View Cameras (the ones with all the knobs and a bellows) give you all the functions at the same time. This is the ONLY way to go if you must have the highest quality images, but setting them up right takes time, they are heavy, must be used on a tripod, almost always require stationary subjects and usually require single pieces of film which must be changed every time an exposure is made. I still love them though and they are producing great digital backs to replace the film but the digital backs currently cost as much as NICE cars. Once they come down to a level I can afford I'll have one for sure.
|lens TILTED up||lens no TILT||lens TILTED down|
|The images above show 3
photographs, all being shot at the same F-Stop and Shutter Speed.
The lens used was a Nikon-Nikkor
85mm PC f/2.8. Focus point is the top of the 50 cent piece (4th coin up).
Notice that just by tilting the lens up or down you can increase or decrease the DOF. This is the main reason I shoot with them. (the closest and farthest coins show the effects best.) They have other great benefits that I'll discuss at a later time.
The images below show some radical possibilities. The full focus image on the right is at f/16... this lens stops all the way down to f/45!
I converted the lens opposite of Nikon's
factory settings of "TILT/SHIFT" to "TILT/RISE & FALL". The
advantage for this alteration is that you can;
|lens TILTED up @ f/2.8||lens TILTED down @ f/16|
|Notice how much DOF control there is on a system utilizing a tiltable lens. This lens (Nikon 85mm PC) is a little sharper at f/16 than it is at f/22, but even at f/22 this lens delivers top quality images. At f/32 and f/45 it looses my interest.|
|By using TILT or SWING
and an appropriate F-Stop you can create images not possible with a
non-PC or non-tiltable lens, unless you use a bellows with tilt capabilities,
such as the "Nikon PB-4 Bellows Focusing Attachment" (very
nice). If you are a Nikon user I highly recommend getting this exact
bellows (Nikon PB-4) since it is no longer made and is the only
Nikon bellows with T/S. You'll find them on eBay or Craigslist but
can expect to pay from $150-$500 (and worth it if your going to do
serious macro work). With
this bellows you will be able to use all your lenses as T/S,
although you will need special lenses on the bellows to focus to
infinity. These are called "Short Mount Lenses" or "Bellows Lenses".
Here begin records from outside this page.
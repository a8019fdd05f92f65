//! Integration tests for the cadence engine public API

use cadence_engine::collector::{InputStride, ReplayCollector, StreamFormat};
use cadence_engine::core::spectral::{bin_frequency, sample_interval_secs};
use cadence_engine::{
    Axis, CadenceEngine, CadenceSession, EngineConfig, EngineError, NoEstimateReason,
    RecordOutcome, SampleRecord, SharedCadenceEngine,
};
use std::f64::consts::PI;
use std::thread;

const RATE_HZ: f64 = 32.0;
const BIN_HZ: f32 = 0.03125; // 32 Hz over 1024 samples

fn timestamp(i: usize) -> i64 {
    (i as f64 * 1000.0 / RATE_HZ).round() as i64
}

fn wave(i: usize, freq_hz: f64) -> f32 {
    (2.0 * PI * freq_hz * i as f64 / RATE_HZ).sin() as f32
}

fn engine() -> CadenceEngine {
    CadenceEngine::with_origin(EngineConfig::default(), 0).unwrap()
}

#[test]
fn test_two_hz_on_x_axis() {
    let mut engine = engine();
    let mut last = None;

    for i in 0..1024 {
        let outcome = engine
            .record_sample(SampleRecord::at(wave(i, 2.0), 0.0, 0.0, timestamp(i)))
            .unwrap();
        if let Some(estimate) = outcome.estimate() {
            last = Some(*estimate);
        }
    }

    let estimate = last.unwrap();
    assert_eq!(estimate.axis, Axis::X);
    assert!((estimate.frequency_hz - 2.0).abs() <= BIN_HZ);
    assert!((estimate.bpm() - 120.0).abs() <= BIN_HZ * 60.0);
}

#[test]
fn test_record_returns_some_exactly_every_update() {
    let mut engine = engine();

    for i in 0..2048 {
        let result = engine.record(wave(i, 2.0), 0.0, 0.0, Some(timestamp(i))).unwrap();
        if (i + 1) % 32 == 0 {
            assert!(result.is_some(), "call {} should analyse", i + 1);
        } else {
            assert!(result.is_none(), "call {} should not analyse", i + 1);
        }
    }
}

#[test]
fn test_long_stream_keeps_footprint_and_estimate() {
    let mut engine = engine();
    let storage = engine.store().storage_len();
    let mut compactions = 0;

    for i in 0..40_000 {
        let outcome = engine
            .record_sample(SampleRecord::at(wave(i, 2.0), 0.0, 0.0, timestamp(i)))
            .unwrap();
        assert_eq!(engine.store().storage_len(), storage);

        if outcome.compacted() {
            compactions += 1;
            assert_eq!(engine.store().write_cursor(), 1024);
        }
        // Every window past the first 1024 samples is fully real.
        if i >= 1024 {
            if let Some(estimate) = outcome.estimate() {
                assert!((estimate.frequency_hz - 2.0).abs() <= BIN_HZ);
            }
        }
    }

    assert_eq!(storage, 32 * 1024);
    // One pass through the 31744 free slots.
    assert_eq!(compactions, 1);
}

#[test]
fn test_all_zero_input_is_degenerate() {
    let mut engine = engine();

    for i in 0..31 {
        assert_eq!(engine.record(0.0, 0.0, 0.0, Some(timestamp(i + 1))).unwrap(), None);
    }
    let outcome = engine
        .record_sample(SampleRecord::at(0.0, 0.0, 0.0, timestamp(32)))
        .unwrap();
    assert_eq!(
        outcome,
        RecordOutcome::NoEstimate {
            reason: NoEstimateReason::DegenerateSpectrum,
            compacted: false
        }
    );

    // The engine keeps running afterwards.
    assert_eq!(engine.record(0.0, 0.0, 0.0, Some(timestamp(33))).unwrap(), None);
}

#[test]
fn test_frozen_timestamps_give_no_estimate() {
    let mut engine = engine();
    let mut last = None;

    for i in 0..32 {
        last = Some(
            engine
                .record_sample(SampleRecord::at(wave(i, 2.0), 0.0, 0.0, 0))
                .unwrap(),
        );
    }

    assert_eq!(
        last.unwrap(),
        RecordOutcome::NoEstimate {
            reason: NoEstimateReason::InvalidSampleInterval,
            compacted: false
        }
    );
}

#[test]
fn test_equal_axes_prefer_x() {
    let mut engine = engine();
    let mut last = None;

    for i in 0..1024 {
        let v = wave(i, 2.0);
        let outcome = engine
            .record_sample(SampleRecord::at(v, v, 0.0, timestamp(i)))
            .unwrap();
        if let Some(estimate) = outcome.estimate() {
            last = Some(*estimate);
        }
    }

    assert_eq!(last.unwrap().axis, Axis::X);
}

#[test]
fn test_strongest_axis_wins() {
    let mut engine = engine();
    let mut last = None;

    for i in 0..1024 {
        let outcome = engine
            .record_sample(SampleRecord::at(
                0.2 * wave(i, 1.5),
                0.0,
                wave(i, 2.5),
                timestamp(i),
            ))
            .unwrap();
        if let Some(estimate) = outcome.estimate() {
            last = Some(*estimate);
        }
    }

    let estimate = last.unwrap();
    assert_eq!(estimate.axis, Axis::Z);
    assert!((estimate.frequency_hz - 2.5).abs() <= BIN_HZ);
}

#[test]
fn test_between_bins_is_refined() {
    let mut engine = engine();
    let mut window = Vec::new();
    let mut last = None;

    // Halfway between bins 64 and 65.
    let freq = 64.5 / (1024.0 / RATE_HZ);
    for i in 0..1024 {
        let sample = SampleRecord::at(wave(i, freq), 0.0, 0.0, timestamp(i));
        window.push(sample);
        if let Some(estimate) = engine.record_sample(sample).unwrap().estimate() {
            last = Some(*estimate);
        }
    }

    let estimate = last.unwrap();
    let dt = sample_interval_secs(&window);
    let low = bin_frequency(64, 1024, dt);
    let high = bin_frequency(65, 1024, dt);

    assert!(estimate.refined);
    assert!(estimate.frequency_hz > low && estimate.frequency_hz < high);
}

#[test]
fn test_invalid_config_rejected() {
    let config = EngineConfig {
        update_frequency: 48,
        ..EngineConfig::default()
    };
    assert!(matches!(
        CadenceEngine::new(config),
        Err(EngineError::Configuration(_))
    ));
}

#[test]
fn test_shared_engine_across_threads() {
    let shared = SharedCadenceEngine::from_engine(engine());
    let writer = shared.clone();

    let handle = thread::spawn(move || {
        for i in 0..2048 {
            writer
                .record_sample(SampleRecord::at(0.0, wave(i, 2.0), 0.0, timestamp(i)))
                .unwrap();
        }
    });

    while !handle.is_finished() {
        if let Some(estimate) = shared.latest() {
            assert!(estimate.frequency_hz > 0.0);
        }
        thread::yield_now();
    }
    handle.join().unwrap();

    let latest = shared.latest().unwrap();
    assert_eq!(latest.axis, Axis::Y);
    assert!((latest.frequency_hz - 2.0).abs() <= BIN_HZ);
}

#[test]
fn test_replay_file_through_engine() {
    let dir = std::env::temp_dir().join(format!("cadence-replay-test-{}", std::process::id()));
    std::fs::create_dir_all(&dir).unwrap();
    let path = dir.join("walk.csv");

    let mut text = String::from("x,y,z,timestamp\n# 2 Hz on z\n");
    for i in 0..1024 {
        text.push_str(&format!("0,0,{},{}\n", wave(i, 2.0), timestamp(i)));
    }
    std::fs::write(&path, text).unwrap();

    let mut collector =
        ReplayCollector::from_file(&path, StreamFormat::from_path(&path), InputStride::default())
            .unwrap();
    collector.start().unwrap();

    let mut engine = engine();
    let mut last = None;
    for sample in collector.receiver().iter() {
        if let Some(estimate) = engine.record_sample(sample).unwrap().estimate() {
            last = Some(*estimate);
        }
    }

    let estimate = last.unwrap();
    assert_eq!(estimate.axis, Axis::Z);
    assert!((estimate.frequency_hz - 2.0).abs() <= BIN_HZ);
    assert_eq!(collector.skipped_lines(), 0);

    let _ = std::fs::remove_dir_all(&dir);
}

#[test]
fn test_recorded_session_estimates_every_cycle() {
    let dir = std::env::temp_dir().join(format!("cadence-session-test-{}", std::process::id()));
    std::fs::create_dir_all(&dir).unwrap();
    let path = dir.join("walk-2023.csv");

    // 50 Hz capture from November 2023, 2 Hz on x.
    let start: i64 = 1_700_000_000_000;
    let mut text = String::from("x,y,z,timestamp\n");
    for i in 0..2048 {
        let x = (2.0 * PI * 2.0 * i as f64 / 50.0).sin() as f32;
        text.push_str(&format!("{},0,0,{}\n", x, start + i as i64 * 20));
    }
    std::fs::write(&path, text).unwrap();

    let mut collector =
        ReplayCollector::from_file(&path, StreamFormat::Csv, InputStride::default()).unwrap();
    collector.start().unwrap();

    let mut session = CadenceSession::new(EngineConfig::default()).unwrap();
    let mut calls = 0;
    for sample in collector.receiver().iter() {
        let outcome = session.record_sample(sample).unwrap();
        calls += 1;
        if calls % 32 == 0 {
            assert!(
                outcome.estimate().is_some(),
                "cycle at call {} gave {:?}",
                calls,
                outcome
            );
        } else {
            assert!(!outcome.is_cycle());
        }
    }

    assert_eq!(calls, 2048);
    assert_eq!(session.estimates().len(), 64);
    assert_eq!(session.log().stats().no_estimate_cycles, 0);

    let latest = session.latest().unwrap();
    assert_eq!(latest.axis, Axis::X);
    assert!((latest.frequency_hz - 2.0).abs() <= 50.0 / 1024.0);

    let _ = std::fs::remove_dir_all(&dir);
}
Nikon's PC lenses are great, not only for product and architectural photography but the 85mm is an awesome portrait lens too, especially on a DX format camera which makes it equivalent to about 135mm on a film or FX camera. They create images with great Bokeh, large DOF choices and are very sharp. The only drawbacks are they are very expensive, cumbersome and manual focus. I prefer manual focus for most uses of these lenses.
If money is no problem, get the newer Nikon Nikkor PC lenses, otherwise get the Nikon PB-4. Nikon made some earlier lenses also called pc but they only allow Shift or Rise & Fall depending on orientation.
Since you've read to this point I'd also like to point out one more important factor with "PC" lenses. Some "PC" lenses allow for Shift or Rise & Fall only and do tilt. Save your money and get one that tilts since they are all on the expensive side anyways. A couple of cheaper alternatives, and simpler to deploy, are the "Lensbaby" and "Araxfoto's Tilt Adapter". The Lensbaby allows tilting in any direction and you'll have a lot of fun with it, although it is no where near the quality of lenses by top lens companies such as Nikon, Canon or other top name brands, tiltable PC lenses. You'll find lots of listings for a used Lensbaby on the web. The Arax Tilt Adapter is used with Kiev and Pentacon lenses and offers a variety of mounts... Canon, Nikon and others. I haven't tried them but they a less expensive alterative.